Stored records

━━━━

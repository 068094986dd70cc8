// wifista-core: Wireless station connection controller.
//
// Brings a radio up in station mode, drives association attempts under a
// reconnect budget, and resolves to connected or failed. Platform access goes
// through the collaborator traits in `driver`; `sim` runs everything in process.

pub mod classifier;
pub mod config;
pub mod driver;
pub mod error;
pub mod event;
mod guard;
pub mod policy;
pub mod session;
pub mod signal;
pub mod sim;
pub mod station;

// ── Primary re-exports ──────────────────────────────────────────────
pub use config::{ClientOptions, Credentials, RadioInitConfig, Ssid, StationConfig};
pub use error::{DriverError, SetupStage, StationError};
pub use policy::{ReconnectPolicy, UNBOUNDED, should_retry};
pub use session::Outcome;
pub use signal::{Signal, SignalChannel, SignalSet};
pub use station::Station;

// Driver-facing types.
pub use driver::{
    DriverResult, EventFilter, EventLoop, KindFilter, NetifHandle, NetifStack,
    NotificationRegistry, NotificationSink, Platform, Radio, SubscriptionHandle, WifiMode,
};
pub use event::{
    DisconnectReason, EventCategory, EventKind, IpEvent, IpInfo, Notification, StationEvent,
};
pub use sim::{AttemptOutcome, DriverCall, SimFault, SimPlatform};
// ── Platform collaborator contracts ──
//
// The station controller drives four external collaborators: the network
// interface stack, the default event loop, the radio, and the notification
// registry. A real binding wraps the vendor SDK; `sim::SimPlatform` provides
// an in-process implementation.

use std::sync::Arc;

use crate::config::{ClientConfiguration, RadioInitConfig};
use crate::error::DriverError;
use crate::event::{EventCategory, EventKind, Notification};

pub type DriverResult<T = ()> = Result<T, DriverError>;

// ── Handles ──────────────────────────────────────────────────────────

/// Default station interface allocated by the netif stack.
#[derive(Debug, Clone, Copy, PartialEq, Eq, Hash)]
pub struct NetifHandle(u64);

impl NetifHandle {
    pub const fn new(id: u64) -> Self {
        Self(id)
    }

    pub const fn id(self) -> u64 {
        self.0
    }
}

/// Which notifications a sink is registered for.
#[derive(Debug, Clone, Copy, PartialEq, Eq, Hash)]
pub enum KindFilter {
    Any,
    Only(EventKind),
}

#[derive(Debug, Clone, Copy, PartialEq, Eq, Hash)]
pub struct EventFilter {
    pub category: EventCategory,
    pub kind: KindFilter,
}

impl EventFilter {
    pub const fn any(category: EventCategory) -> Self {
        Self {
            category,
            kind: KindFilter::Any,
        }
    }

    pub const fn only(category: EventCategory, kind: EventKind) -> Self {
        Self {
            category,
            kind: KindFilter::Only(kind),
        }
    }

    pub fn matches(&self, notification: &Notification) -> bool {
        if notification.category() != self.category {
            return false;
        }
        match self.kind {
            KindFilter::Any => true,
            KindFilter::Only(kind) => notification.kind() == kind,
        }
    }
}

/// Live registration returned by [`NotificationRegistry::register`].
///
/// Carries the filter it was registered with so that unregistration always
/// uses the same category/kind pair.
#[derive(Debug, Clone, PartialEq, Eq, Hash)]
pub struct SubscriptionHandle {
    id: u64,
    filter: EventFilter,
}

impl SubscriptionHandle {
    pub const fn new(id: u64, filter: EventFilter) -> Self {
        Self { id, filter }
    }

    pub const fn id(&self) -> u64 {
        self.id
    }

    pub const fn filter(&self) -> EventFilter {
        self.filter
    }
}

/// Radio operating role.
#[derive(Debug, Clone, Copy, PartialEq, Eq, strum::Display)]
#[strum(serialize_all = "kebab-case")]
pub enum WifiMode {
    Station,
    AccessPoint,
    AccessPointStation,
}

// ── Collaborator traits ──────────────────────────────────────────────

/// Receives notifications on the driver's dispatch context.
///
/// Implementations must be cheap and must not block: the driver delivers
/// notifications one at a time and waits for each call to return.
pub trait NotificationSink: Send + Sync {
    fn on_notification(&self, notification: &Notification);
}

pub trait NetifStack {
    fn netif_init(&self) -> DriverResult;
    fn netif_deinit(&self) -> DriverResult;
    /// Infallible: the vendor SDK aborts the process instead of reporting
    /// a failure here.
    fn create_default_station(&self) -> NetifHandle;
    fn destroy_default_station(&self, handle: NetifHandle);
}

pub trait EventLoop {
    fn create_default_loop(&self) -> DriverResult;
    fn delete_default_loop(&self) -> DriverResult;
}

pub trait Radio {
    fn radio_init(&self, config: &RadioInitConfig) -> DriverResult;
    fn radio_deinit(&self) -> DriverResult;
    fn set_mode(&self, mode: WifiMode) -> DriverResult;
    fn set_config(&self, config: &ClientConfiguration) -> DriverResult;
    fn start(&self) -> DriverResult;
    fn stop(&self) -> DriverResult;
    /// Request an association. The outcome arrives later as a notification.
    fn connect(&self) -> DriverResult;
}

pub trait NotificationRegistry {
    fn register(
        &self,
        filter: EventFilter,
        sink: Arc<dyn NotificationSink>,
    ) -> DriverResult<SubscriptionHandle>;
    fn unregister(&self, handle: &SubscriptionHandle) -> DriverResult;
}

/// Everything a [`Station`](crate::Station) needs from the platform.
pub trait Platform: NetifStack + EventLoop + Radio + NotificationRegistry + Send + Sync + 'static {}

impl<T> Platform for T where
    T: NetifStack + EventLoop + Radio + NotificationRegistry + Send + Sync + 'static
{
}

━━━━

WHAT TO PRODUCE :: Where in the records does the string "EventCategory" appear? Copy every line that has it.

ANSWER TO THIS TASK ::
    DisconnectReason, EventCategory, EventKind, IpEvent, IpInfo, Notification, StationEvent,
use crate::event::{EventCategory, EventKind, Notification};
    pub category: EventCategory,
    pub const fn any(category: EventCategory) -> Self {
    pub const fn only(category: EventCategory, kind: EventKind) -> Self {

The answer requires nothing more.